That all adds up to substantial expense that drives up the cost of care for all of us. Just how much, though, is seldom tallied. So, the Washington Health Alliance, a nonprofit dedicated to making care safer and more affordable, decided to find out.

The group scoured the insurance claims from 1.3 million patients in Washington state who received one of 47 tests or services that medical experts have flagged as overused or unnecessary.

What the group found should cause both doctors, and their patients, to rethink that next referral. In a single year:

  • More than 600,000 patients underwent a treatment they didn’t need, treatments that collectively cost an estimated $282 million.
  • More than a third of the money spent on the 47 tests or services went to unnecessary care.
  • 3 in 4 annual cervical cancer screenings were performed on women who had adequate prior screenings – at a cost of $19 million.
  • About 85 percent of the lab tests to prep healthy patients for low-risk surgery were unnecessary — squandering about $86 million.
  • Needless annual heart tests on low-risk patients consumed $40 million.

Susie Dade, deputy director of the alliance and primary author of the report released Thursday, said almost half the care examined was wasteful.

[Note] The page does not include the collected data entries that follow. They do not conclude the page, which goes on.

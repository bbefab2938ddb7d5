use glam::Vec3;

/// Converts latitude/longitude in degrees to a point on a sphere whose center
/// sits `height` above the origin.
///
/// Uses the polar angle `phi = (90 - lat)` and azimuth `theta = (lon + 180)`,
/// with `x = -r sin(phi) cos(theta)`, `y = height + r cos(phi)`, `z = r sin(phi) sin(theta)`.
pub fn lat_lon_to_vec3(lat: f32, lon: f32, radius: f32, height: f32) -> Vec3 {
    let phi = (90.0 - lat).to_radians();
    let theta = (lon + 180.0).to_radians();
    Vec3::new(
        -radius * phi.sin() * theta.cos(),
        height + radius * phi.cos(),
        radius * phi.sin() * theta.sin(),
    )
}
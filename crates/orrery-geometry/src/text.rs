//! Extruded text meshes.

use std::sync::Arc;

use glam::{Vec2, Vec3};

use crate::mesh::MeshData;
use crate::primitives::Geometry;
use crate::triangulate::{clean_contour, signed_area, triangulate};
use crate::typeface::{Shape, Typeface};

/// Layout and extrusion settings for a text label.
#[derive(Debug, Clone, Copy, PartialEq)]
pub struct TextOptions {
    /// World units per em.
    pub size: f32,
    /// Extrusion along +Z.
    pub depth: f32,
    /// Line segments per flattened curve.
    pub curve_segments: u32,
}

impl Default for TextOptions {
    fn default() -> Self {
        Self {
            size: 100.0,
            depth: 50.0,
            curve_segments: 12,
        }
    }
}

/// Pre-tessellated text: the string, its options and the extruded mesh.
#[derive(Debug, Clone, PartialEq)]
pub struct TextMesh {
    pub text: String,
    pub options: TextOptions,
    pub mesh: Arc<MeshData>,
}

/// Lays out `text` with `typeface` and extrudes it into a [`Geometry::Text`].
///
/// The baseline of the first line starts at the local origin; the front face
/// sits at `z = depth` and the back face at `z = 0`.
pub fn text_geometry(typeface: &Typeface, text: &str, options: TextOptions) -> Geometry {
    let shapes = typeface.shapes(text, options.size, options.curve_segments);
    let mesh = extrude_shapes(&shapes, options.depth);
    tracing::debug!(
        text,
        family = typeface.family_name(),
        triangles = mesh.triangle_count(),
        "built text geometry"
    );
    Geometry::Text(TextMesh {
        text: text.to_string(),
        options,
        mesh: Arc::new(mesh),
    })
}

/// Extrudes filled shapes into a closed solid: both caps plus side walls.
pub fn extrude_shapes(shapes: &[Shape], depth: f32) -> MeshData {
    let mut mesh = MeshData::new();

    for shape in shapes {
        let (vertices, triangles) = triangulate(&shape.outer, &shape.holes);
        if triangles.is_empty() {
            continue;
        }

        let back = mesh.vertex_count() as u32;
        for v in &vertices {
            mesh.push_vertex(v.extend(0.0), Vec3::NEG_Z, [v.x, v.y]);
        }
        for t in triangles.chunks_exact(3) {
            mesh.push_triangle(back + t[2], back + t[1], back + t[0]);
        }

        let front = mesh.vertex_count() as u32;
        for v in &vertices {
            mesh.push_vertex(v.extend(depth), Vec3::Z, [v.x, v.y]);
        }
        for t in triangles.chunks_exact(3) {
            mesh.push_triangle(front + t[0], front + t[1], front + t[2]);
        }

        // Walls face away from the solid: outer counter-clockwise, holes clockwise.
        let mut outer = clean_contour(&shape.outer);
        if signed_area(&outer) < 0.0 {
            outer.reverse();
        }
        push_walls(&mut mesh, &outer, depth);

        for hole in &shape.holes {
            let mut hole = clean_contour(hole);
            if hole.len() < 3 {
                continue;
            }
            if signed_area(&hole) > 0.0 {
                hole.reverse();
            }
            push_walls(&mut mesh, &hole, depth);
        }
    }
    mesh
}

fn push_walls(mesh: &mut MeshData, contour: &[Vec2], depth: f32) {
    let n = contour.len();
    let mut distance = 0.0;
    for i in 0..n {
        let a = contour[i];
        let b = contour[(i + 1) % n];
        let edge = b - a;
        let length = edge.length();
        if length == 0.0 {
            continue;
        }
        let normal = Vec3::new(edge.y, -edge.x, 0.0) / length;
        let (u0, u1) = (distance, distance + length);
        distance = u1;

        let bottom_a = mesh.push_vertex(a.extend(0.0), normal, [u0, 0.0]);
        let bottom_b = mesh.push_vertex(b.extend(0.0), normal, [u1, 0.0]);
        let top_b = mesh.push_vertex(b.extend(depth), normal, [u1, depth]);
        let top_a = mesh.push_vertex(a.extend(depth), normal, [u0, depth]);
        mesh.push_triangle(bottom_a, bottom_b, top_b);
        mesh.push_triangle(bottom_a, top_b, top_a);
    }
}

#[cfg(test)]
mod tests {
    use super::*;
    use crate::typeface::tests::TEST_FONT;

    fn facing_area(mesh: &MeshData, direction: Vec3) -> f32 {
        mesh.indices
            .chunks_exact(3)
            .map(|t| {
                let a = mesh.positions[t[0] as usize];
                let b = mesh.positions[t[1] as usize];
                let c = mesh.positions[t[2] as usize];
                let n = (b - a).cross(c - a) * 0.5;
                n.dot(direction).max(0.0)
            })
            .sum()
    }

    #[test]
    fn test_caps_cover_glyph_minus_hole() {
        let font = Typeface::from_json(TEST_FONT).unwrap();
        let Geometry::Text(text) = text_geometry(
            &font,
            "o",
            TextOptions {
                size: 1.0,
                depth: 0.2,
                curve_segments: 12,
            },
        ) else {
            panic!("expected text geometry");
        };
        let mesh = &text.mesh;
        // 0.6 x 0.7 minus a 0.3 x 0.4 hole.
        let expected = 0.42 - 0.12;
        assert!((facing_area(mesh, Vec3::Z) - expected).abs() < 1e-4);
        assert!((facing_area(mesh, Vec3::NEG_Z) - expected).abs() < 1e-4);
    }

    #[test]
    fn test_extrusion_depth_bounds() {
        let font = Typeface::from_json(TEST_FONT).unwrap();
        let geometry = text_geometry(
            &font,
            "lo",
            TextOptions {
                size: 4.0,
                depth: 0.2,
                curve_segments: 12,
            },
        );
        let mesh = geometry.tessellate();
        assert!(!mesh.is_empty());
        for p in &mesh.positions {
            assert!(p.z == 0.0 || (p.z - 0.2).abs() < 1e-6);
        }
        for n in &mesh.normals {
            assert!((n.length() - 1.0).abs() < 1e-4);
        }
    }

    #[test]
    fn test_walls_face_outward() {
        let bar = Shape {
            outer: vec![
                Vec2::new(0.0, 0.0),
                Vec2::new(2.0, 0.0),
                Vec2::new(2.0, 1.0),
                Vec2::new(0.0, 1.0),
            ],
            holes: Vec::new(),
        };
        let mesh = extrude_shapes(&[bar], 1.0);
        // Each wall's area is edge length times depth.
        assert!((facing_area(&mesh, Vec3::X) - 1.0).abs() < 1e-5);
        assert!((facing_area(&mesh, Vec3::NEG_X) - 1.0).abs() < 1e-5);
        assert!((facing_area(&mesh, Vec3::Y) - 2.0).abs() < 1e-5);
        assert!((facing_area(&mesh, Vec3::NEG_Y) - 2.0).abs() < 1e-5);
    }

    #[test]
    fn test_empty_text() {
        let font = Typeface::from_json(TEST_FONT).unwrap();
        let mesh = text_geometry(&font, "", TextOptions::default()).tessellate();
        assert!(mesh.is_empty());
    }
}
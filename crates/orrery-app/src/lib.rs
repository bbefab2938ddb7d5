//! Orrery viewer: window, input, orbit controls and the frame loop that ties
//! the scene, asset loader and renderer together.

pub mod context;
pub mod controls;
pub mod error;
pub mod frame_loop;
pub mod input;
pub mod platform;
pub mod window;

pub use context::{SceneContext, start_asset_loads};
pub use controls::OrbitControls;
pub use error::AppError;
pub use frame_loop::{CancellationToken, FrameLoop};
pub use input::PointerState;
pub use platform::{PlatformDirs, PlatformError};
pub use window::{AppState, run};
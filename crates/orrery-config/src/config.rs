//! Configuration structs with sensible defaults and RON persistence.

use std::path::{Path, PathBuf};

use serde::{Deserialize, Serialize};

use crate::error::ConfigError;

/// Name of the configuration file inside the config directory.
pub const CONFIG_FILE_NAME: &str = "config.ron";

/// Top-level application configuration.
#[derive(Debug, Clone, Default, Serialize, Deserialize, PartialEq)]
#[serde(default)]
pub struct Config {
    /// Window settings.
    pub window: WindowConfig,
    /// Perspective camera settings.
    pub camera: CameraConfig,
    /// Orbit control settings.
    pub controls: ControlsConfig,
    /// Ring and slice layout parameters.
    pub layout: LayoutConfig,
    /// Per-frame rotation increments.
    pub animation: AnimationConfig,
    /// Asset locations.
    pub assets: AssetConfig,
    /// Fog and text labels.
    pub scenery: SceneryConfig,
    /// Debug/development settings.
    pub debug: DebugConfig,
}

/// Window configuration.
#[derive(Debug, Clone, Serialize, Deserialize, PartialEq)]
#[serde(default)]
pub struct WindowConfig {
    /// Window width in logical pixels.
    pub width: u32,
    /// Window height in logical pixels.
    pub height: u32,
    /// Start in fullscreen mode.
    pub fullscreen: bool,
    /// Enable vsync (PresentMode::Fifo).
    pub vsync: bool,
    /// Window title.
    pub title: String,
}

/// Perspective camera configuration.
#[derive(Debug, Clone, Serialize, Deserialize, PartialEq)]
#[serde(default)]
pub struct CameraConfig {
    /// Vertical field of view in degrees.
    pub fov_y_degrees: f32,
    /// Near clip plane distance.
    pub near: f32,
    /// Far clip plane distance.
    pub far: f32,
    /// Initial eye position.
    pub position: [f32; 3],
    /// Point the camera orbits around.
    pub target: [f32; 3],
}

/// Orbit control configuration.
#[derive(Debug, Clone, Serialize, Deserialize, PartialEq)]
#[serde(default)]
pub struct ControlsConfig {
    /// Allow panning the orbit target with the right mouse button.
    pub enable_pan: bool,
    /// Closest allowed eye-to-target distance.
    pub min_distance: f32,
    /// Farthest allowed eye-to-target distance.
    pub max_distance: f32,
    /// Radians of rotation per pixel of pointer drag.
    pub rotate_speed: f32,
    /// Fractional distance change per scroll line.
    pub zoom_speed: f32,
    /// World units of pan per pixel of pointer drag.
    pub pan_speed: f32,
}

/// Ring and slice layout parameters.
#[derive(Debug, Clone, Serialize, Deserialize, PartialEq)]
#[serde(default)]
pub struct LayoutConfig {
    /// Inner radius of the innermost ring.
    pub base_radius: f32,
    /// Distance between the inner radii of consecutive rings.
    pub ring_gap: f32,
    /// Radial width of every ring.
    pub ring_width: f32,
    /// Number of concentric rings.
    pub num_rings: u32,
    /// Tube cross-section segments of each torus ring.
    pub radial_segments: u32,
    /// Segments around each torus ring.
    pub tubular_segments: u32,
    /// Theta segments of the white backing annulus.
    pub backing_segments: u32,
    /// Number of angular slices.
    pub num_slices: u32,
    /// Angular width of each slice in radians.
    pub slice_angle: f32,
    /// Inner radius of the slice region.
    pub slice_inner_radius: f32,
    /// Height of the slice region above the ground.
    pub slice_height: f32,
    /// Theta segments of each slice.
    pub slice_segments: u32,
}

/// Per-frame rotation increments in radians.
#[derive(Debug, Clone, Serialize, Deserialize, PartialEq)]
#[serde(default)]
pub struct AnimationConfig {
    /// Y rotation added to the globe pivot each frame.
    pub pivot_spin: f32,
    /// Y rotation added to the image plane each frame.
    pub image_spin: f32,
}

/// Asset locations. Relative paths resolve against `root`; `http(s)://`
/// sources are fetched over the network.
#[derive(Debug, Clone, Serialize, Deserialize, PartialEq)]
#[serde(default)]
pub struct AssetConfig {
    /// Directory relative asset paths are resolved against.
    pub root: PathBuf,
    /// Number of background loader threads.
    pub loader_threads: usize,
    /// Ground plane texture.
    pub ground_texture: String,
    /// Tiled ring texture.
    pub tile_texture: String,
    /// Image plane texture orbiting the globe.
    pub image_texture: String,
    /// Globe color map.
    pub globe_texture: String,
    /// Globe bump map.
    pub globe_bump: String,
    /// Flag drawn on the central disk.
    pub inner_flag: String,
    /// Flag drawn on the first annulus.
    pub outer_flag: String,
    /// Six cube faces in `px, nx, py, ny, pz, nz` order.
    pub skybox: Vec<String>,
    /// Typeface JSON font used by text labels.
    pub font: String,
}

/// A text label appended once its font has loaded.
#[derive(Debug, Clone, Serialize, Deserialize, PartialEq)]
pub struct LabelConfig {
    /// Text content.
    pub text: String,
    /// Glyph height in world units.
    pub size: f32,
    /// Extrusion depth.
    pub depth: f32,
    /// `0xRRGGBB` color.
    pub color: u32,
    /// World position of the text origin.
    pub position: [f32; 3],
}

/// Fog and label configuration.
#[derive(Debug, Clone, Serialize, Deserialize, PartialEq)]
#[serde(default)]
pub struct SceneryConfig {
    /// `0xRRGGBB` fog color.
    pub fog_color: u32,
    /// Distance where fog starts.
    pub fog_near: f32,
    /// Distance where fog is opaque.
    pub fog_far: f32,
    /// Text labels.
    pub labels: Vec<LabelConfig>,
}

/// Debug/development configuration.
#[derive(Debug, Clone, Serialize, Deserialize, PartialEq)]
#[serde(default)]
pub struct DebugConfig {
    /// Log level override (e.g., "debug", "info", "warn").
    pub log_level: String,
    /// Stop after this many frames (`None` = run until closed).
    pub max_frames: Option<u64>,
}

// --- Default implementations ---

impl Default for WindowConfig {
    fn default() -> Self {
        Self {
            width: 1280,
            height: 720,
            fullscreen: false,
            vsync: true,
            title: "Orrery".to_string(),
        }
    }
}

impl Default for CameraConfig {
    fn default() -> Self {
        Self {
            fov_y_degrees: 75.0,
            near: 0.1,
            far: 1000.0,
            position: [0.0, 10.0, 25.0],
            target: [0.0, 0.0, 0.0],
        }
    }
}

impl Default for ControlsConfig {
    fn default() -> Self {
        Self {
            enable_pan: false,
            min_distance: 10.0,
            max_distance: 100.0,
            rotate_speed: 0.005,
            zoom_speed: 0.05,
            pan_speed: 0.05,
        }
    }
}

impl Default for LayoutConfig {
    fn default() -> Self {
        Self {
            base_radius: 14.0,
            ring_gap: 10.0,
            ring_width: 2.0,
            num_rings: 21,
            radial_segments: 32,
            tubular_segments: 64,
            backing_segments: 32,
            num_slices: 1,
            slice_angle: std::f32::consts::FRAC_PI_4,
            slice_inner_radius: 1.0,
            slice_height: 8.0,
            slice_segments: 3,
        }
    }
}

impl Default for AnimationConfig {
    fn default() -> Self {
        Self {
            pivot_spin: 0.005,
            image_spin: 0.005,
        }
    }
}

impl Default for AssetConfig {
    fn default() -> Self {
        Self {
            root: PathBuf::from("assets"),
            loader_threads: 2,
            ground_texture: "grass_texture.jpg".to_string(),
            tile_texture: "tile_texture.jpg".to_string(),
            image_texture: "VKB.png".to_string(),
            globe_texture: "earth-texture.jpg".to_string(),
            globe_bump: "earth-bump.png".to_string(),
            inner_flag: "flags/india.png".to_string(),
            outer_flag: "flags/argentina.png".to_string(),
            skybox: ["px.jpg", "nx.jpg", "py.jpg", "ny.jpg", "pz.jpg", "nz.jpg"]
                .iter()
                .map(|s| s.to_string())
                .collect(),
            font: "https://threejs.org/examples/fonts/helvetiker_regular.typeface.json"
                .to_string(),
        }
    }
}

impl Default for SceneryConfig {
    fn default() -> Self {
        Self {
            fog_color: 0xcceeff,
            fog_near: 20.0,
            fog_far: 300.0,
            labels: vec![
                LabelConfig {
                    text: "Industries".to_string(),
                    size: 4.0,
                    depth: 0.2,
                    color: 0xffffff,
                    position: [20.0, 16.0, 10.0],
                },
                LabelConfig {
                    text: "India".to_string(),
                    size: 2.0,
                    depth: 0.2,
                    color: 0x000000,
                    position: [0.0, 2.0, 0.0],
                },
            ],
        }
    }
}

impl Default for DebugConfig {
    fn default() -> Self {
        Self {
            log_level: "info".to_string(),
            max_frames: None,
        }
    }
}

// --- Load / Save / Reload ---

impl Config {
    /// Default per-user config directory (`<os config dir>/orrery`), if the OS
    /// exposes one.
    pub fn default_dir() -> Option<PathBuf> {
        dirs::config_dir().map(|base| base.join("orrery"))
    }

    /// Load config from the given directory, or create a default config file.
    pub fn load_or_create(config_dir: &Path) -> Result<Self, ConfigError> {
        let config_path = config_dir.join(CONFIG_FILE_NAME);

        if config_path.exists() {
            let config = read_config(&config_path)?;
            log::info!("Loaded config from {}", config_path.display());
            Ok(config)
        } else {
            let config = Config::default();
            config.save(config_dir)?;
            log::info!("Created default config at {}", config_path.display());
            Ok(config)
        }
    }

    /// Save config to the given directory as `config.ron`.
    pub fn save(&self, config_dir: &Path) -> Result<(), ConfigError> {
        let config_path = config_dir.join(CONFIG_FILE_NAME);
        let write_err = |source| ConfigError::Write {
            path: config_path.clone(),
            source,
        };
        std::fs::create_dir_all(config_dir).map_err(write_err)?;

        let pretty = ron::ser::PrettyConfig::new()
            .depth_limit(3)
            .separate_tuple_members(true)
            .enumerate_arrays(false);
        let serialized = ron::ser::to_string_pretty(self, pretty)?;

        std::fs::write(&config_path, serialized).map_err(write_err)?;
        Ok(())
    }

    /// Hot-reload: returns `Some(new_config)` if the file changed, `None` otherwise.
    pub fn reload(&self, config_dir: &Path) -> Result<Option<Self>, ConfigError> {
        let new_config = read_config(&config_dir.join(CONFIG_FILE_NAME))?;

        if &new_config != self {
            log::info!("Config reloaded with changes");
            Ok(Some(new_config))
        } else {
            Ok(None)
        }
    }
}

fn read_config(path: &Path) -> Result<Config, ConfigError> {
    let contents = std::fs::read_to_string(path).map_err(|source| ConfigError::Read {
        path: path.to_path_buf(),
        source,
    })?;
    ron::from_str(&contents).map_err(|source| ConfigError::Parse {
        path: path.to_path_buf(),
        source,
    })
}

#[cfg(test)]
mod tests {
    use super::*;

    #[test]
    fn test_default_config_serializes() {
        let config = Config::default();
        let ron_str =
            ron::ser::to_string_pretty(&config, ron::ser::PrettyConfig::new().depth_limit(3))
                .unwrap();
        assert!(ron_str.contains("width: 1280"));
        assert!(ron_str.contains("num_rings: 21"));
    }

    #[test]
    fn test_config_roundtrip() {
        let config = Config::default();
        let ron_str = ron::to_string(&config).unwrap();
        let deserialized: Config = ron::from_str(&ron_str).unwrap();
        assert_eq!(config, deserialized);
    }

    #[test]
    fn test_layout_defaults_match_reference_scene() {
        let layout = LayoutConfig::default();
        assert_eq!(layout.base_radius, 14.0);
        assert_eq!(layout.ring_gap, 10.0);
        assert_eq!(layout.ring_width, 2.0);
        assert_eq!(layout.num_rings, 21);
        assert_eq!(layout.num_slices, 1);
        assert!((layout.slice_angle - std::f32::consts::FRAC_PI_4).abs() < 1e-7);
    }

    #[test]
    fn test_missing_section_uses_default() {
        let ron_str = "(window: (), layout: (num_rings: 5))";
        let config: Config = ron::from_str(ron_str).unwrap();
        assert_eq!(config.layout.num_rings, 5);
        assert_eq!(config.layout.ring_gap, 10.0);
        assert_eq!(config.controls, ControlsConfig::default());
        assert_eq!(config.scenery.labels.len(), 2);
    }

    #[test]
    fn test_extra_field_ignored() {
        let result: Result<Config, _> = ron::from_str("(future_setting: true)");
        assert!(result.is_ok());
    }

    #[test]
    fn test_save_and_load() {
        let dir = tempfile::tempdir().unwrap();
        let mut config = Config::default();
        config.window.width = 1920;
        config.layout.ring_gap = 12.0;
        config.debug.max_frames = Some(10);

        config.save(dir.path()).unwrap();
        let loaded = Config::load_or_create(dir.path()).unwrap();
        assert_eq!(config, loaded);
    }

    #[test]
    fn test_load_or_create_writes_default_file() {
        let dir = tempfile::tempdir().unwrap();
        let config = Config::load_or_create(dir.path()).unwrap();
        assert_eq!(config, Config::default());
        assert!(dir.path().join(CONFIG_FILE_NAME).exists());
    }

    #[test]
    fn test_reload_detects_changes() {
        let dir = tempfile::tempdir().unwrap();
        let config = Config::default();
        config.save(dir.path()).unwrap();

        let mut modified = config.clone();
        modified.animation.pivot_spin = 0.01;
        modified.save(dir.path()).unwrap();

        let result = config.reload(dir.path()).unwrap();
        assert_eq!(result.unwrap().animation.pivot_spin, 0.01);
    }

    #[test]
    fn test_reload_no_changes() {
        let dir = tempfile::tempdir().unwrap();
        let config = Config::default();
        config.save(dir.path()).unwrap();
        assert!(config.reload(dir.path()).unwrap().is_none());
    }

    #[test]
    fn test_invalid_ron_produces_error() {
        let dir = tempfile::tempdir().unwrap();
        std::fs::write(dir.path().join(CONFIG_FILE_NAME), "{{not valid}}").unwrap();
        let result = Config::load_or_create(dir.path());
        match result {
            Err(ConfigError::Parse { path, .. }) => assert!(path.ends_with(CONFIG_FILE_NAME)),
            other => panic!("expected parse error, got {other:?}"),
        }
    }

    #[test]
    fn test_skybox_has_six_faces() {
        assert_eq!(AssetConfig::default().skybox.len(), 6);
    }
}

Much of it comprised the sort of low-cost, ubiquitous tests and treatments that don’t garner a second look. But “little things add up,” she said. “It’s easy for a single doctor and patient to say, ‘Why not do this test? What difference does it make?'”

ProPublica has spent the past year examining how the American health care system squanders money, often in ways that are overlooked by providers and patients alike. The waste is widespread – estimated at $765 billion a year by the National Academy of Medicine, about a fourth of all the money spent each year on health care.

The waste contributes to health care costs that have outpaced inflation for decades, making patients and employers desperate for relief. This week Amazon, Berkshire Hathaway and JPMorgan Chase rattled the industry by pledging to create their own venture to lower their health care costs.

Wasted spending isn’t hard to find once researchers — and reporters — look for it. An analysis in Virginia identified $586 million in wasted spending in a single year. Minnesota looked at fewer treatments and found about $55 million in unnecessary spending.

Dr. H. Gilbert Welch, a professor at The Dartmouth Institute who writes books about overuse, said the findings come back to “Economics 101.” The medical system is still dominated by a payment system that pays providers for doing tests and procedures. “Incentives matter,” Welch said. “As long as people are paid more to do more they will tend to do too much.”

Dade said the medical community’s pledge to “do no harm” should also cover saddling patients with medical bills they can’t pay. “Doing things that are unnecessary and then sending patients big bills is financial harm,” she said.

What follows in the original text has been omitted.